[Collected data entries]
--
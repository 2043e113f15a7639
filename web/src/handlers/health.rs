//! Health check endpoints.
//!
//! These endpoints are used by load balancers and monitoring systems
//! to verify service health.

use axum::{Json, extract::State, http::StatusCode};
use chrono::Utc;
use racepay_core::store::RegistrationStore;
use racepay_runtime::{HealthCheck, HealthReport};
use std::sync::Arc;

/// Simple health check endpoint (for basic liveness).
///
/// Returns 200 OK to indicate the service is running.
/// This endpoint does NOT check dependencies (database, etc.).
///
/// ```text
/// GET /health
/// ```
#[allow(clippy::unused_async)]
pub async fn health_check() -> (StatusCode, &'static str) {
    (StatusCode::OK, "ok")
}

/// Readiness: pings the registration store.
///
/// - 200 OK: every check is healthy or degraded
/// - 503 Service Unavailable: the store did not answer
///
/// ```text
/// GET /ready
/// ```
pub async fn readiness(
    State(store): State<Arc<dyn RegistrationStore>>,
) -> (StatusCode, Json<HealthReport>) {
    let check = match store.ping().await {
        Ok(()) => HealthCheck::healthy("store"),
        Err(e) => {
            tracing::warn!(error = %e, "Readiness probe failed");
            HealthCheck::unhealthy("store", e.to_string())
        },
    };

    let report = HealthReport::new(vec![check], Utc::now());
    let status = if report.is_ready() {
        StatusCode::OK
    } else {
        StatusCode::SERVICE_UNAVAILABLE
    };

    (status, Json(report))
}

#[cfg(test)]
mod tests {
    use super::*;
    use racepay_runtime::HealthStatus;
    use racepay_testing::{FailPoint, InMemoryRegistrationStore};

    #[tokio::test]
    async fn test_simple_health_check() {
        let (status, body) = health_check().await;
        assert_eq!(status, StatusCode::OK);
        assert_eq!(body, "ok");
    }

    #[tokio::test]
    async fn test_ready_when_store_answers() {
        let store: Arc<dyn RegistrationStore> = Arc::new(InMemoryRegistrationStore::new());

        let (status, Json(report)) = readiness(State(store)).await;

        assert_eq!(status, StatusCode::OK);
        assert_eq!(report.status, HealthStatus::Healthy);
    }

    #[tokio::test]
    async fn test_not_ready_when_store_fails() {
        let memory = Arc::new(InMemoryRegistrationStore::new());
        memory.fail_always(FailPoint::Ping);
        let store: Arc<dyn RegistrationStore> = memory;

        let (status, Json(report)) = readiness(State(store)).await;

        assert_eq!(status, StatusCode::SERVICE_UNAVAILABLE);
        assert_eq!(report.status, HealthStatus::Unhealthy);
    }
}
--
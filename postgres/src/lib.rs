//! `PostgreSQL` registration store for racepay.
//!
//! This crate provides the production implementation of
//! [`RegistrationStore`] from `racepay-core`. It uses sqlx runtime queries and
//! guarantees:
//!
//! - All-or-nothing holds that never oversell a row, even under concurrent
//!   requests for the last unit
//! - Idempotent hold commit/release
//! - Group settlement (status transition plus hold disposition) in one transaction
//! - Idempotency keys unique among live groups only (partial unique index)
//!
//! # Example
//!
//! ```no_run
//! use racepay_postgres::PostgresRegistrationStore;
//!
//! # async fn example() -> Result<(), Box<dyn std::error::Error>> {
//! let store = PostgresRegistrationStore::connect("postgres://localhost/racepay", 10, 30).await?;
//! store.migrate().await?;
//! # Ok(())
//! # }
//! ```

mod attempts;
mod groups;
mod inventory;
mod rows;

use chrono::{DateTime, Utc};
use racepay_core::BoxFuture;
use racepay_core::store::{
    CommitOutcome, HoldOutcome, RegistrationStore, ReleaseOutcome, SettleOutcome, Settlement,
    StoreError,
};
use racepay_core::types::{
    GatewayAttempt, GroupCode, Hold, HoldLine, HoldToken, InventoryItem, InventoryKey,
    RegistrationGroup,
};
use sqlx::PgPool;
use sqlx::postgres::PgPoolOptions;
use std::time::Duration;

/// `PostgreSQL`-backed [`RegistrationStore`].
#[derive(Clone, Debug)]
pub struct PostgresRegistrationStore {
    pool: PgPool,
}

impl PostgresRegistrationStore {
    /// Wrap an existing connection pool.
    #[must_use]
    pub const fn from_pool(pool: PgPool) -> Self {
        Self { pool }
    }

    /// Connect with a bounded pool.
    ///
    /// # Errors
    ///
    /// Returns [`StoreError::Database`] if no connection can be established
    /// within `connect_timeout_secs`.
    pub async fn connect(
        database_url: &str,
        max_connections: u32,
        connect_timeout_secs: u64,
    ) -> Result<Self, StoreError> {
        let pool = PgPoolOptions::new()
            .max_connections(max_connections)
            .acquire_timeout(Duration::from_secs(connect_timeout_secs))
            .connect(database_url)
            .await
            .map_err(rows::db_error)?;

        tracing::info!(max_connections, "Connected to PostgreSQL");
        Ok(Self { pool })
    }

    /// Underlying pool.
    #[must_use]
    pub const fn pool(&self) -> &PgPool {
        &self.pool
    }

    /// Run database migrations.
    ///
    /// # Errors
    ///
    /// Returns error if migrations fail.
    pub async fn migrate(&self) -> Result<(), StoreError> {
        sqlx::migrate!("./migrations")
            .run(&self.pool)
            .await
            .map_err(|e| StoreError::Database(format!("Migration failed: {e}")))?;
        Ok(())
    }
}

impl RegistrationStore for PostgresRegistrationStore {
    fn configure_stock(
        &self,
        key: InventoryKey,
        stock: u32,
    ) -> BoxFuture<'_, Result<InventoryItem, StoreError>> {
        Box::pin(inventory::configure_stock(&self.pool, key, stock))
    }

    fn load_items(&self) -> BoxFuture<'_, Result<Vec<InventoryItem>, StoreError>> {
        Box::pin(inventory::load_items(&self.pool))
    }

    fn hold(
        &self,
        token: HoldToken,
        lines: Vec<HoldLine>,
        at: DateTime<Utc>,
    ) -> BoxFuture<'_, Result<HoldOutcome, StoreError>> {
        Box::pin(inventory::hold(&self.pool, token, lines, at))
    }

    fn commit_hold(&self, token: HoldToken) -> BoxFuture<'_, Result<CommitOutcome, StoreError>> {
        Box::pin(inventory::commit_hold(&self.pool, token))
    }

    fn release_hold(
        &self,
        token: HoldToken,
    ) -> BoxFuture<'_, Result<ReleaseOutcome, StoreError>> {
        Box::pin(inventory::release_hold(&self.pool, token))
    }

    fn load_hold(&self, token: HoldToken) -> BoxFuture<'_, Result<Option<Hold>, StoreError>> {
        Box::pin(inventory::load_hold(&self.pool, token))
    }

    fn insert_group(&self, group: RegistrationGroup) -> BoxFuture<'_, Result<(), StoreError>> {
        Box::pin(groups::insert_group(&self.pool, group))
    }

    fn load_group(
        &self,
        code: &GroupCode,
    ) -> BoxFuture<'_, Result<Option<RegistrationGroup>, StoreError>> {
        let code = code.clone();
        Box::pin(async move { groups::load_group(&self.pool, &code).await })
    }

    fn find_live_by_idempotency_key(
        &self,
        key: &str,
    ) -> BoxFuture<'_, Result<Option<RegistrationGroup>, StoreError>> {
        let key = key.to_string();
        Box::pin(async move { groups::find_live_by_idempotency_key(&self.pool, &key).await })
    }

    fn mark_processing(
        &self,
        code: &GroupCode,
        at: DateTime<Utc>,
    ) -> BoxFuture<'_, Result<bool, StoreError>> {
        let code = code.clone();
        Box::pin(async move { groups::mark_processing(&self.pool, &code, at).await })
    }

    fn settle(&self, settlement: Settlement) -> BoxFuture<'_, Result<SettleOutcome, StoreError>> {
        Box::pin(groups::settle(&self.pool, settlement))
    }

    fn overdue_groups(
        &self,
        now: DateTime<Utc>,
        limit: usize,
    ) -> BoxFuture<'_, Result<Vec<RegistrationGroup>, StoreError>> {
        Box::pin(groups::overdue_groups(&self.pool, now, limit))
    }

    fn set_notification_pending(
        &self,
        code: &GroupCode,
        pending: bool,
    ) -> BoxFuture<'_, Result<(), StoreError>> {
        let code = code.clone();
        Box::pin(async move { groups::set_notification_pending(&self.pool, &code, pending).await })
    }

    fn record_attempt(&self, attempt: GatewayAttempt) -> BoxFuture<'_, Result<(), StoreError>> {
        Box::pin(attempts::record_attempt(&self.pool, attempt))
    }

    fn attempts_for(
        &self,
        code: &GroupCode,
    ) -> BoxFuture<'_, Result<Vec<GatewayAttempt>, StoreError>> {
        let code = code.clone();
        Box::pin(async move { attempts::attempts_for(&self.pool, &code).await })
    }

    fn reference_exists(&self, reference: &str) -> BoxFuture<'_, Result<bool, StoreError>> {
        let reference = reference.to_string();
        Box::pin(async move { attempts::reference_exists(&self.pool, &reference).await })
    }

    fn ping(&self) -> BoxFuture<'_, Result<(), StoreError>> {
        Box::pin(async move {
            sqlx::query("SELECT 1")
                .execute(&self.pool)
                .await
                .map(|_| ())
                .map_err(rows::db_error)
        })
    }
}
--
Your objective: Give the number of lines in the entries that contain the word "endpoints", without any other words.

Solution: 2